Records from a dataset:

Segment Open

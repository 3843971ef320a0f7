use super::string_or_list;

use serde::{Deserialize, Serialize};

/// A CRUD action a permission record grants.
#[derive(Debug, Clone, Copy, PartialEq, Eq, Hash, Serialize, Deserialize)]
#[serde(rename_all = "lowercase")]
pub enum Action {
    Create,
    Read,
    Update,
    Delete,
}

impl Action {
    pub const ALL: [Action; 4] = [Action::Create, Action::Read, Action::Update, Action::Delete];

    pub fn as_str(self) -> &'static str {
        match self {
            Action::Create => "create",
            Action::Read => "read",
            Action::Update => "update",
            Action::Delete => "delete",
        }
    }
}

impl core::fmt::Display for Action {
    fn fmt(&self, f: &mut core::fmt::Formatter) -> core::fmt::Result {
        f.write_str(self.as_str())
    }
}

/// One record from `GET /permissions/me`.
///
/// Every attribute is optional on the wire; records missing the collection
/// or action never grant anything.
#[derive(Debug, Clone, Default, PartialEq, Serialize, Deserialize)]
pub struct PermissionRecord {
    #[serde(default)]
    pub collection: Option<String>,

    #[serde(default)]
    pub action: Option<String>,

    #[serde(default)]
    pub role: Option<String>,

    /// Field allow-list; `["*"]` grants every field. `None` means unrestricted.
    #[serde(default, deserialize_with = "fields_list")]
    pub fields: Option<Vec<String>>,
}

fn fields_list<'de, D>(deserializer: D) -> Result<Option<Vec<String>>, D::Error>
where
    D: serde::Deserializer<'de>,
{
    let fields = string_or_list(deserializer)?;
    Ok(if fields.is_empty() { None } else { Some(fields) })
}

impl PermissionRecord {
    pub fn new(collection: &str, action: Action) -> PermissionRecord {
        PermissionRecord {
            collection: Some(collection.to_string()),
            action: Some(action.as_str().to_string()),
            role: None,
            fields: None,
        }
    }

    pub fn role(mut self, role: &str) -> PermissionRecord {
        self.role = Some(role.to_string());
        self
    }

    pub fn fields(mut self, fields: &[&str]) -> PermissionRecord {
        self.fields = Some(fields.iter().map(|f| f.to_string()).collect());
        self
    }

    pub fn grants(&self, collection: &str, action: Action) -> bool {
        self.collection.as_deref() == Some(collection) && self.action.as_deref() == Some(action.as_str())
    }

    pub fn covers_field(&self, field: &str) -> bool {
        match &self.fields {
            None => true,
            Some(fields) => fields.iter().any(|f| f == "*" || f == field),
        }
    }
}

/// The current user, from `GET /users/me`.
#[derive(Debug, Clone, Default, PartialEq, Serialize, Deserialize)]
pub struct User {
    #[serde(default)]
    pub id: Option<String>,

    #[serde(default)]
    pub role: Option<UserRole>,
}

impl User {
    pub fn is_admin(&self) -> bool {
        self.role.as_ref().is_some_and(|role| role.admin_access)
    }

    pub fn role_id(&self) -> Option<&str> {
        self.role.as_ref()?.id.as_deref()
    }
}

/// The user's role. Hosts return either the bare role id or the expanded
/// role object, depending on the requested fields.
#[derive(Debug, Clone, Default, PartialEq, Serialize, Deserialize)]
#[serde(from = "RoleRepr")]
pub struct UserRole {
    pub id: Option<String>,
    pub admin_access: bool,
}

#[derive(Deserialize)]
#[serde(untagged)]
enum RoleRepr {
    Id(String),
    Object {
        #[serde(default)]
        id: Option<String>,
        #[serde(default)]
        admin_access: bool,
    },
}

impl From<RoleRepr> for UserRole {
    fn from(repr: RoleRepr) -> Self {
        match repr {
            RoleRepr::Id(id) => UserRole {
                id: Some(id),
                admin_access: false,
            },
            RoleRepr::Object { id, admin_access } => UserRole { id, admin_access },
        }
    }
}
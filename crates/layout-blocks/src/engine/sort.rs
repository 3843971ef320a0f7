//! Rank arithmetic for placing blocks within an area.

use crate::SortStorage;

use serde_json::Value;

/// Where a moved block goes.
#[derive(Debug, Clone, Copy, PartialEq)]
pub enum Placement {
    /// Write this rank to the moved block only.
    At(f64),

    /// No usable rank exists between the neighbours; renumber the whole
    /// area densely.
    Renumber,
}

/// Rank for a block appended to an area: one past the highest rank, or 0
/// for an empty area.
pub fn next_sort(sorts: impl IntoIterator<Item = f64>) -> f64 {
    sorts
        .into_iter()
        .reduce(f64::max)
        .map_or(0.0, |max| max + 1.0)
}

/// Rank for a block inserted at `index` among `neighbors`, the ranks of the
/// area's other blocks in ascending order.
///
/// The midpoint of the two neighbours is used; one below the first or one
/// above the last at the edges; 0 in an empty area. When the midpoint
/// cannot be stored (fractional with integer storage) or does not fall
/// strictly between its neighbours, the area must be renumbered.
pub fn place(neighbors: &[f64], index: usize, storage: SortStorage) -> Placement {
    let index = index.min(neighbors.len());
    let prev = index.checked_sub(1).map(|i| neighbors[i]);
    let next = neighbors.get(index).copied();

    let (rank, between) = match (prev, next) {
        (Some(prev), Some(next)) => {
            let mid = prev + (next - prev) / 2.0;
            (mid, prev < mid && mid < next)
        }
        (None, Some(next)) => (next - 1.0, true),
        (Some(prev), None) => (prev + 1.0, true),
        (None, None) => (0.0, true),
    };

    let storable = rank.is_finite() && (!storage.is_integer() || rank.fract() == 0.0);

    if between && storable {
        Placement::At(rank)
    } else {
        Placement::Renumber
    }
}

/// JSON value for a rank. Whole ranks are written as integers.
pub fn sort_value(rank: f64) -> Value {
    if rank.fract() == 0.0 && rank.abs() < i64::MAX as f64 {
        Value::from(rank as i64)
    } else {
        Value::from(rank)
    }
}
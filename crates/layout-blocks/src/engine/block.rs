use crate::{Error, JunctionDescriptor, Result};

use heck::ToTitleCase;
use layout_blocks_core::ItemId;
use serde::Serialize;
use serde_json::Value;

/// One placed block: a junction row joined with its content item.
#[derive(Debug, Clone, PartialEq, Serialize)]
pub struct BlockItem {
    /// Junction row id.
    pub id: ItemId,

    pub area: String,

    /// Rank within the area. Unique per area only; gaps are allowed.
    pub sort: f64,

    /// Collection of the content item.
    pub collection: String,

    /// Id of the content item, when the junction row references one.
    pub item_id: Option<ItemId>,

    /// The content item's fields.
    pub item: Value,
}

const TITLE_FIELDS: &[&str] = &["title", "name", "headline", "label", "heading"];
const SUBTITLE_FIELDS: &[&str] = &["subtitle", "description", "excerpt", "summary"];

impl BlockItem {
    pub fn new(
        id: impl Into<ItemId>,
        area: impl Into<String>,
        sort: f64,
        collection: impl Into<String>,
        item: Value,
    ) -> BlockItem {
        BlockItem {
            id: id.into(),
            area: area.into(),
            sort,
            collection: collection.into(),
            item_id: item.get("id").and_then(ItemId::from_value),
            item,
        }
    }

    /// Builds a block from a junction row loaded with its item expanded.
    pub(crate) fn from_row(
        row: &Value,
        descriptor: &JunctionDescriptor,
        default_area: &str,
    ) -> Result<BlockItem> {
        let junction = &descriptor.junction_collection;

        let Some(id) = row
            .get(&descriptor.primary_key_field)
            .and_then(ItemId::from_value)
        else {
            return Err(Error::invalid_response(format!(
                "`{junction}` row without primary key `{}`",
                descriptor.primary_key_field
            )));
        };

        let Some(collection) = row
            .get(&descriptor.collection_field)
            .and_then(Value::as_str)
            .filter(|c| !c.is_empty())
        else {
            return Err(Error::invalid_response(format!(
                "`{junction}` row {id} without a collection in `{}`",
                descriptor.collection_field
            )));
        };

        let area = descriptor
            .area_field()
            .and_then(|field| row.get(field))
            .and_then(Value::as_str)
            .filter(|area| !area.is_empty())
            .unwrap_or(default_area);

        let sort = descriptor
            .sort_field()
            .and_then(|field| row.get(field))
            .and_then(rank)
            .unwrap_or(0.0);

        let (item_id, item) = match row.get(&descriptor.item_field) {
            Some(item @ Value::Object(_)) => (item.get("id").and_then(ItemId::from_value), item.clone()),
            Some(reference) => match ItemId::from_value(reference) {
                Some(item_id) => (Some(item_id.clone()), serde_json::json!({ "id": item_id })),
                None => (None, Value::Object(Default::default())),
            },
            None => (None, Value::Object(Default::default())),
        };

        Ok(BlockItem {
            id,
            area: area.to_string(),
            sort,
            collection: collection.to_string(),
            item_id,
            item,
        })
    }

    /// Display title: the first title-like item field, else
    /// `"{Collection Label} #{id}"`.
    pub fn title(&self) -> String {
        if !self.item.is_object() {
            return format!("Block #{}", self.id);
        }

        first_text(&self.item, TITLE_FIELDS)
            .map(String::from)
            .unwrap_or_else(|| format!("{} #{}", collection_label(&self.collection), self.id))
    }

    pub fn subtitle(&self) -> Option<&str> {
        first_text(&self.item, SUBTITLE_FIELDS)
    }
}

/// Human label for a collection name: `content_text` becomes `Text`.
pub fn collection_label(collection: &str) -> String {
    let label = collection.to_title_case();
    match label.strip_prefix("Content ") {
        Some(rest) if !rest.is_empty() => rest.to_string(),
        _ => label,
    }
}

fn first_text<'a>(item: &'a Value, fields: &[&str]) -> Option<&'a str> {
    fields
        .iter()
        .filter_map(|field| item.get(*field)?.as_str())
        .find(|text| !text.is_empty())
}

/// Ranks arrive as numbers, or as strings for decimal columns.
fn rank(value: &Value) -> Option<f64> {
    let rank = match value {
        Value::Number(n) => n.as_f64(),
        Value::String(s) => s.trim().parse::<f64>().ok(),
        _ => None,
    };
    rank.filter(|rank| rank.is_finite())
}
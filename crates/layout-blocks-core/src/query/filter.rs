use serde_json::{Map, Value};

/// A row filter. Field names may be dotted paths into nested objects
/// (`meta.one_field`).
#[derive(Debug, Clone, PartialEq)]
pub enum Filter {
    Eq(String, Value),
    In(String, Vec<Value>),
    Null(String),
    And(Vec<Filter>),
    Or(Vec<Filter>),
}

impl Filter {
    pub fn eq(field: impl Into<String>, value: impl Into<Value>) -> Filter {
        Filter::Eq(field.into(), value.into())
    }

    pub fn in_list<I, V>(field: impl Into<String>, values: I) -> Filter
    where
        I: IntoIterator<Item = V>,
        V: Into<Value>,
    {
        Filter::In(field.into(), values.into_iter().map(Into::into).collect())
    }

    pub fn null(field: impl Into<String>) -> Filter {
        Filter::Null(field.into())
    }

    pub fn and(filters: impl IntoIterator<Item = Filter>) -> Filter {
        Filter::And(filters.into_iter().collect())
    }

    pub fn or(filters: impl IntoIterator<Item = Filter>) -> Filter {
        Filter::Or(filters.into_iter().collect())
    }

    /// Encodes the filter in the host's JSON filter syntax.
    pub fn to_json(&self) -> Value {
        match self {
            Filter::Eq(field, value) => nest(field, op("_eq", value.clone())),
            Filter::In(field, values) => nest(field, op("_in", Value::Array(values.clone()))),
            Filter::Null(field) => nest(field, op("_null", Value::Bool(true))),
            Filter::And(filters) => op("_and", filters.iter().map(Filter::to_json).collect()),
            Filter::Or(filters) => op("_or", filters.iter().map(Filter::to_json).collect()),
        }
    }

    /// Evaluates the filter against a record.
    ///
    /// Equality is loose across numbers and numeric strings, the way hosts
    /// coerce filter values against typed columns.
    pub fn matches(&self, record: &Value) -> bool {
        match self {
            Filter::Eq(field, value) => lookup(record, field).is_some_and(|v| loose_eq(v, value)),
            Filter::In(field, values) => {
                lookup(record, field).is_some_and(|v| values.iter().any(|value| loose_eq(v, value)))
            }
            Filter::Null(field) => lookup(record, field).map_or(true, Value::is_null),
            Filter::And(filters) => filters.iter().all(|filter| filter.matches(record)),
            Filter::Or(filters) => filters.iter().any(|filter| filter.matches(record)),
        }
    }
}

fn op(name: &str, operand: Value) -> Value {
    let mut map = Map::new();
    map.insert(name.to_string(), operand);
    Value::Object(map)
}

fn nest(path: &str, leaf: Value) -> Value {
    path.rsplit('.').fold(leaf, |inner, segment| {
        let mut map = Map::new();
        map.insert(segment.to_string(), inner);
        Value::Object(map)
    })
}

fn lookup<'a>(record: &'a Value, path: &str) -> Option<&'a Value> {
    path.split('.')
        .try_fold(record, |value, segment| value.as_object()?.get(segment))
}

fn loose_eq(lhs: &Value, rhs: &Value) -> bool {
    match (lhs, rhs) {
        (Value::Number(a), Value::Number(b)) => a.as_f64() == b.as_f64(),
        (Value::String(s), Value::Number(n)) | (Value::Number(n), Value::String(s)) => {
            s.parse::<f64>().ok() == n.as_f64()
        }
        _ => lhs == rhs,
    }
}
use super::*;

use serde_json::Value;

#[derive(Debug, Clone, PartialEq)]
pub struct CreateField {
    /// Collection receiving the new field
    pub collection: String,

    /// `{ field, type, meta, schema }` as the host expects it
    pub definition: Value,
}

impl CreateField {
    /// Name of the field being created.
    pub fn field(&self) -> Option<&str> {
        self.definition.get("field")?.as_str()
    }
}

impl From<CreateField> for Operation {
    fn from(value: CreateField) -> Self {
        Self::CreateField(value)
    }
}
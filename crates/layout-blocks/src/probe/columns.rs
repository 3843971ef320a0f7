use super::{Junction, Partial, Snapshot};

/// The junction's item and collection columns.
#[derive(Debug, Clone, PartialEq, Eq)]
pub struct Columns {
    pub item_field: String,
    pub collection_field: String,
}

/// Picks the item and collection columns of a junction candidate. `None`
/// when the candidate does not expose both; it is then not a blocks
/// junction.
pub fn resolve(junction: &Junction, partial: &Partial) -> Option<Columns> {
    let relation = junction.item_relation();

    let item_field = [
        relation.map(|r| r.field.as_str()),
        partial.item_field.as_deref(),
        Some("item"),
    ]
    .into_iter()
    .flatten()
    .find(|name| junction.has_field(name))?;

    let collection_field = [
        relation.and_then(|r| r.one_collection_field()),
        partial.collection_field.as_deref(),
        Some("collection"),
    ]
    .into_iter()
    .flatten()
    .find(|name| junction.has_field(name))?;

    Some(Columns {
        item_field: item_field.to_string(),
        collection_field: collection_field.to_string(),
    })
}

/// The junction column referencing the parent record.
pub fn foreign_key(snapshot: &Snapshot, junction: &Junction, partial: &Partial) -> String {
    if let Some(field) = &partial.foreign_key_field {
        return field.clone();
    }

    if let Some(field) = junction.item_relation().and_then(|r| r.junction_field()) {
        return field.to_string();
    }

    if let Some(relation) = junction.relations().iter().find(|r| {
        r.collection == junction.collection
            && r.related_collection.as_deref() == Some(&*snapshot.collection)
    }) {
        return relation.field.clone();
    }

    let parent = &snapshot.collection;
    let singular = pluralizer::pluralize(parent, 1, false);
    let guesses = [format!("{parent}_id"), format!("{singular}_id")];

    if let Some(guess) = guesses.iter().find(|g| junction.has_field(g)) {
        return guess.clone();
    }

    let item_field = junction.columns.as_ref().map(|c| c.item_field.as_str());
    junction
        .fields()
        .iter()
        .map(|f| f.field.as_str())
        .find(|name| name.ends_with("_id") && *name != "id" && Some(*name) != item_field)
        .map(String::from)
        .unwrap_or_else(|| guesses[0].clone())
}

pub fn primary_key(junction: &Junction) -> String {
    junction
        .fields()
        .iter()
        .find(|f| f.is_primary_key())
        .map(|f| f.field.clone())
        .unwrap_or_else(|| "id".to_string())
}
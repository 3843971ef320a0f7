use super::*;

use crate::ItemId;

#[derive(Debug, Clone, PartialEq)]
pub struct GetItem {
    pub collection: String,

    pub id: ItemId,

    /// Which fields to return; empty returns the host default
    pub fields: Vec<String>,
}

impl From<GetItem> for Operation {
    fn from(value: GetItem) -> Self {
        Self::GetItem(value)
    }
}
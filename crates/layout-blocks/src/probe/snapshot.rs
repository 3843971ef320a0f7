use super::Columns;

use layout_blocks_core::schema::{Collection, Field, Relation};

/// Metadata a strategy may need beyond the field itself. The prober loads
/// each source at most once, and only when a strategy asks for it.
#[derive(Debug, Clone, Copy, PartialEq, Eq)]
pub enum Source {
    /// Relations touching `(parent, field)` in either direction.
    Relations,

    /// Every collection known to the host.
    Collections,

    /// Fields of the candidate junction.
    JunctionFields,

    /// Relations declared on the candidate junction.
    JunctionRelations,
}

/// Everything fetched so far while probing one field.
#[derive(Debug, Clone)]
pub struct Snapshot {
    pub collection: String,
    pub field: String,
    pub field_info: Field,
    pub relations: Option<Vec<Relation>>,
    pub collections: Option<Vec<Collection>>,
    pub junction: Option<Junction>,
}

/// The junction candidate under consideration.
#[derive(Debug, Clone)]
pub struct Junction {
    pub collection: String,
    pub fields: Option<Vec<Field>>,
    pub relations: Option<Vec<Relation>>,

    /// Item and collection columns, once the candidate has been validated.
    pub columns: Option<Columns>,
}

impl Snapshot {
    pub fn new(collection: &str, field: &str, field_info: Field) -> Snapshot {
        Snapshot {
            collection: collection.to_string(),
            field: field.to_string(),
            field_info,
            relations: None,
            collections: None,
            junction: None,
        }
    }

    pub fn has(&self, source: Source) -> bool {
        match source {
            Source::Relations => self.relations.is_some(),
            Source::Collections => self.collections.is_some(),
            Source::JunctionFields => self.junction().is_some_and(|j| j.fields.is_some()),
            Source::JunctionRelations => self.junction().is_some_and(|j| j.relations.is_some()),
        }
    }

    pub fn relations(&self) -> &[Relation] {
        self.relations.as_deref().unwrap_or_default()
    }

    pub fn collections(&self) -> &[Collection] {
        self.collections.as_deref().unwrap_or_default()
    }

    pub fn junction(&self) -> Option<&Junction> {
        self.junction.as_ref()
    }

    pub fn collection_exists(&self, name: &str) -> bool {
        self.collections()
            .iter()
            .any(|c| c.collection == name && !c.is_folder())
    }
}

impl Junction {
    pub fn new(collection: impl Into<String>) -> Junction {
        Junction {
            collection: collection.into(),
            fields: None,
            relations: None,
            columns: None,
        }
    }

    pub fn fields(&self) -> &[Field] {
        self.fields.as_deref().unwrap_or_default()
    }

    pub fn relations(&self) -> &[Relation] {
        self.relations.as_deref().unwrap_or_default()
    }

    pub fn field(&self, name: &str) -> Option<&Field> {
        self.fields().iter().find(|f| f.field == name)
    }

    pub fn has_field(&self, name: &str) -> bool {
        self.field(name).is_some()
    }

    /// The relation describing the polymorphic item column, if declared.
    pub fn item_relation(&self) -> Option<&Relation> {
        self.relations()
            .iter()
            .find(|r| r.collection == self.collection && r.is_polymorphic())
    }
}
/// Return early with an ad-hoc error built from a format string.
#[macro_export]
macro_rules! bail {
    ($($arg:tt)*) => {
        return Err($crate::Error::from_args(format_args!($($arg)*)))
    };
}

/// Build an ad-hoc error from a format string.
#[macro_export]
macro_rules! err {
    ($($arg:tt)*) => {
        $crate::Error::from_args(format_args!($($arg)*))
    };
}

Segment Closed

State how many lines in the records contain the string "CreateField". Give the number with no words around it.

5